Wasn't the CIA under some obligation to keep him from diseminating what they had classified? His wife was preent at the debrief, worked in that group, and must have known that his report was classified. Was she under some obligation to try to keep her husband from giving out publically information that was classified?
February 21, 2007 5:35 PM | Reply | Permalink
I was not implying that the CIA should arrest anyone. I was implying that when the CIA sent the referal it was a political act by CIA, not a belief that a crime was committed. They were firing a shot across the bow, because state had kicked them in the nuts. Armitage fucked up. He was probably doing what these two agencies have been doing for years, back biting, finger pointing, and trying to make the other side look bad.
Armitage blew his mouth off, When Powell found out he covered it up from not only the embarrassment of other agencies, he left the White house swinging in the breeze. He never told the White House.
The questions I asked I think show how many holes are in his argument. If you think nothing is resolved, then there must be some reason an incident so thoroughly investigated has not brought with it an indictment on the IIPA. Fitz tossed it, there must be a reason. Rather than having me ask again, I will just posit the obvious. Regarding Libby and the IIPA, No crime was commited. I think that resolves it.
If you think Armitage breached it, then it is even more suspicious on Fitz why he would bypass an indictment on him, to nail someone in the white house that he admits did not breach the IIPA. Believe me, if this case is appealed we will see Armitage again, and he will sing like a bird and it will not look good for NBC news.
February 21, 2007 5:50 PM | Reply | Permalink
It raises the question why Plame's boss would not require Wilson to sign a confidentiality agreement which would be standard operating procedure. It appears from the beginning they wanted Wilson to be free to prance around and say what they could not.
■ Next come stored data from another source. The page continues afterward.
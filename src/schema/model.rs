//! Validated schema model: immutable entity definitions plus the identifier
//! newtype that is the only type query construction accepts for table and
//! column names.

use indexmap::IndexMap;
use regex::Regex;
use serde::{Serialize, Serializer};
use std::sync::{Arc, OnceLock};

fn ident_pattern() -> &'static Regex {
    static RE: OnceLock<Regex> = OnceLock::new();
    RE.get_or_init(|| Regex::new("^[A-Za-z_][A-Za-z0-9_]*$").expect("literal pattern"))
}

/// A table or column identifier validated at load time. Only the loader can
/// construct one, so builder code cannot be handed a caller-supplied string
/// where an identifier is required.
#[derive(Clone, Debug, PartialEq, Eq, Hash)]
pub struct Ident(String);

impl Ident {
    pub(crate) fn new(s: &str) -> Result<Self, String> {
        if ident_pattern().is_match(s) {
            Ok(Ident(s.to_string()))
        } else {
            Err(format!("'{}' is not a valid identifier", s))
        }
    }

    pub fn as_str(&self) -> &str {
        &self.0
    }
}

impl std::fmt::Display for Ident {
    fn fmt(&self, f: &mut std::fmt::Formatter<'_>) -> std::fmt::Result {
        f.write_str(&self.0)
    }
}

impl Serialize for Ident {
    fn serialize<S: Serializer>(&self, serializer: S) -> Result<S::Ok, S::Error> {
        serializer.serialize_str(&self.0)
    }
}

#[derive(Clone, Copy, Debug, PartialEq, Eq, Serialize)]
#[serde(rename_all = "lowercase")]
pub enum SortDirection {
    Asc,
    Desc,
}

impl SortDirection {
    pub fn as_sql(self) -> &'static str {
        match self {
            SortDirection::Asc => "ASC",
            SortDirection::Desc => "DESC",
        }
    }
}

#[derive(Clone, Debug, PartialEq, Serialize)]
pub struct SortSpec {
    pub column: Ident,
    pub direction: SortDirection,
}

impl SortSpec {
    /// Compact form used in query strings and contexts: "name" or "-name".
    pub fn as_key(&self) -> String {
        match self.direction {
            SortDirection::Asc => self.column.as_str().to_string(),
            SortDirection::Desc => format!("-{}", self.column),
        }
    }
}

#[derive(Clone, Debug, Serialize)]
pub struct ListColumn {
    pub name: Ident,
    pub label: String,
    pub sortable: bool,
}

#[derive(Clone, Copy, Debug, PartialEq, Eq, Serialize)]
#[serde(rename_all = "snake_case")]
pub enum FieldKind {
    Text,
    LongText,
    Email,
    Integer,
    Reference,
}

#[derive(Clone, Debug, Serialize)]
pub struct FieldDef {
    pub name: Ident,
    pub label: String,
    pub kind: FieldKind,
    pub required: bool,
    /// Target lookup entity; present exactly when `kind` is `Reference`.
    #[serde(skip_serializing_if = "Option::is_none")]
    pub lookup_entity: Option<String>,
}

#[derive(Clone, Debug, Serialize)]
pub struct SectionDef {
    pub label: String,
    pub fields: Vec<FieldDef>,
}

/// A declared custom action. `target` is opaque to the engine; the host's
/// handler and the template layer give it meaning.
#[derive(Clone, Debug, Serialize)]
pub struct ActionDef {
    pub name: String,
    pub label: String,
    #[serde(skip_serializing_if = "Option::is_none")]
    pub target: Option<serde_json::Value>,
}

/// One validated, immutable entity. Every identifier reachable from here went
/// through `Ident::new` at load time; the repository relies on that.
#[derive(Clone, Debug, Serialize)]
pub struct EntityDefinition {
    pub name: String,
    pub label: String,
    pub table: Ident,
    pub primary_key: Ident,
    pub list_columns: Vec<ListColumn>,
    pub default_sort: Option<SortSpec>,
    pub page_size: u32,
    pub sections: Vec<SectionDef>,
    /// Form actions followed by list actions, as declared.
    pub actions: Vec<ActionDef>,
    /// Column matched by lookup search and shown in reference pickers.
    pub lookup_display: Ident,
}

impl EntityDefinition {
    /// Columns selected for list/detail/lookup: primary key first, then list
    /// columns, deduplicated in declaration order.
    pub fn select_columns(&self) -> Vec<&Ident> {
        let mut out: Vec<&Ident> = vec![&self.primary_key];
        for col in &self.list_columns {
            if !out.iter().any(|c| *c == &col.name) {
                out.push(&col.name);
            }
        }
        out
    }

    /// Columns a save may write: primary key, form fields, then list columns
    /// (the fallback keeps form-less entities saveable), deduplicated.
    pub fn write_columns(&self) -> Vec<&Ident> {
        let mut out: Vec<&Ident> = vec![&self.primary_key];
        for field in self.fields() {
            if !out.iter().any(|c| *c == &field.name) {
                out.push(&field.name);
            }
        }
        for col in &self.list_columns {
            if !out.iter().any(|c| *c == &col.name) {
                out.push(&col.name);
            }
        }
        out
    }

    /// Look up `name` in the write allow-list.
    pub fn write_column(&self, name: &str) -> Option<&Ident> {
        self.write_columns().into_iter().find(|c| c.as_str() == name)
    }

    /// Look up `name` among sortable list columns.
    pub fn sort_column(&self, name: &str) -> Option<&Ident> {
        self.list_columns
            .iter()
            .filter(|c| c.sortable)
            .map(|c| &c.name)
            .find(|c| c.as_str() == name)
    }

    /// Resolve a requested sort key ("col" or "-col") against the sortable
    /// allow-list. A key that fails the allow-list falls back to the default
    /// sort; an absent key uses the default; otherwise natural order.
    pub fn resolve_sort(&self, requested: Option<&str>) -> Option<SortSpec> {
        if let Some(key) = requested {
            let (raw, direction) = match key.strip_prefix('-') {
                Some(rest) => (rest, SortDirection::Desc),
                None => (key, SortDirection::Asc),
            };
            if let Some(column) = self.sort_column(raw) {
                return Some(SortSpec {
                    column: column.clone(),
                    direction,
                });
            }
        }
        self.default_sort.clone()
    }

    pub fn fields(&self) -> impl Iterator<Item = &FieldDef> {
        self.sections.iter().flat_map(|s| s.fields.iter())
    }

    pub fn find_field(&self, name: &str) -> Option<&FieldDef> {
        self.fields().find(|f| f.name.as_str() == name)
    }

    pub fn find_action(&self, name: &str) -> Option<&ActionDef> {
        self.actions.iter().find(|a| a.name == name)
    }
}

/// All currently loaded entities, in document order. Built once by the
/// loader; shared immutably behind `SharedRegistry`.
#[derive(Clone, Debug, Default)]
pub struct SchemaRegistry {
    entities: IndexMap<String, Arc<EntityDefinition>>,
}

impl SchemaRegistry {
    pub(crate) fn insert(&mut self, entity: EntityDefinition) {
        self.entities.insert(entity.name.clone(), Arc::new(entity));
    }

    pub fn get(&self, name: &str) -> Option<&Arc<EntityDefinition>> {
        self.entities.get(name)
    }

    pub fn contains(&self, name: &str) -> bool {
        self.entities.contains_key(name)
    }

    pub fn names(&self) -> impl Iterator<Item = &str> {
        self.entities.keys().map(String::as_str)
    }

    pub fn iter(&self) -> impl Iterator<Item = &Arc<EntityDefinition>> {
        self.entities.values()
    }

    pub fn len(&self) -> usize {
        self.entities.len()
    }

    pub fn is_empty(&self) -> bool {
        self.entities.is_empty()
    }
}

#[cfg(test)]
mod tests {
    use super::*;

    fn ident(s: &str) -> Ident {
        Ident::new(s).unwrap()
    }

    fn entity() -> EntityDefinition {
        EntityDefinition {
            name: "customer".into(),
            label: "Customer".into(),
            table: ident("customers"),
            primary_key: ident("id"),
            list_columns: vec![
                ListColumn { name: ident("name"), label: "Name".into(), sortable: true },
                ListColumn { name: ident("email"), label: "Email".into(), sortable: false },
            ],
            default_sort: Some(SortSpec { column: ident("name"), direction: SortDirection::Asc }),
            page_size: 20,
            sections: vec![SectionDef {
                label: "Main".into(),
                fields: vec![FieldDef {
                    name: ident("email"),
                    label: "Email".into(),
                    kind: FieldKind::Email,
                    required: true,
                    lookup_entity: None,
                }],
            }],
            actions: vec![],
            lookup_display: ident("name"),
        }
    }

    #[test]
    fn ident_rejects_unsafe_names() {
        assert!(Ident::new("customers").is_ok());
        assert!(Ident::new("_private2").is_ok());
        assert!(Ident::new("drop table;--").is_err());
        assert!(Ident::new("name\"").is_err());
        assert!(Ident::new("").is_err());
        assert!(Ident::new("1starts_with_digit").is_err());
    }

    #[test]
    fn select_columns_put_pk_first_and_dedup() {
        let e = entity();
        let cols: Vec<&str> = e.select_columns().iter().map(|c| c.as_str()).collect();
        assert_eq!(cols, vec!["id", "name", "email"]);
    }

    #[test]
    fn resolve_sort_honors_allow_list() {
        let e = entity();
        // sortable column, descending
        let s = e.resolve_sort(Some("-name")).unwrap();
        assert_eq!(s.column.as_str(), "name");
        assert_eq!(s.direction, SortDirection::Desc);
        // non-sortable column falls back to the default
        let s = e.resolve_sort(Some("email")).unwrap();
        assert_eq!(s.column.as_str(), "name");
        assert_eq!(s.direction, SortDirection::Asc);
        // unknown column falls back too
        let s = e.resolve_sort(Some("nope; DROP TABLE x")).unwrap();
        assert_eq!(s.column.as_str(), "name");
        // no request -> default
        assert_eq!(e.resolve_sort(None).unwrap().as_key(), "name");
    }
}
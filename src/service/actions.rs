//! Action registry: (entity, action) -> handler, populated by the host
//! application before any request is served.

use crate::schema::EntityDefinition;
use serde_json::Value;
use std::collections::HashMap;
use std::sync::Arc;

/// Handler contract: the entity definition and the request payload in, a
/// result payload or an error message out.
pub type ActionHandler =
    Arc<dyn Fn(&EntityDefinition, &Value) -> Result<Value, String> + Send + Sync>;

#[derive(Clone, Default)]
pub struct ActionRegistry {
    handlers: HashMap<(String, String), ActionHandler>,
}

impl ActionRegistry {
    pub fn new() -> Self {
        Self::default()
    }

    pub fn register<F>(&mut self, entity: &str, action: &str, handler: F)
    where
        F: Fn(&EntityDefinition, &Value) -> Result<Value, String> + Send + Sync + 'static,
    {
        self.handlers
            .insert((entity.to_string(), action.to_string()), Arc::new(handler));
    }

    pub fn lookup(&self, entity: &str, action: &str) -> Option<ActionHandler> {
        self.handlers
            .get(&(entity.to_string(), action.to_string()))
            .cloned()
    }

    pub fn len(&self) -> usize {
        self.handlers.len()
    }

    pub fn is_empty(&self) -> bool {
        self.handlers.is_empty()
    }
}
It should also be noted that Plame sent her memo initiating the Niger trip before Cheney was briefed and before the so-called "behest" of the VP. Plame was already planning this trip before Cheney knew anything about Niger.
February 21, 2007 5:55 PM | Reply | Permalink
The President can declassify it if he wants, he is the President.
February 21, 2007 5:56 PM | Reply | Permalink
SeeDee
One 'half-decent' argument, TJKING is the FACT that the entire Bush White-House apparatus hastened to promise, "To leave no stone un-turned until the culprit...WHO COMMITTED THIS FELONY...was apprehended"...
Do you remember that Bush promised to fire anybody 'immediately' who was found to have been involved?
And you resort to a bizarre claim that no 'crime was committed'?
You, along with many of those jokers in the White House whom you now try to protect by minimizing the whole affair, are badly in need of some serious couch time with a good shrink, obviously.
Are the above facts 'half-decent' arguments enough for you, TJK?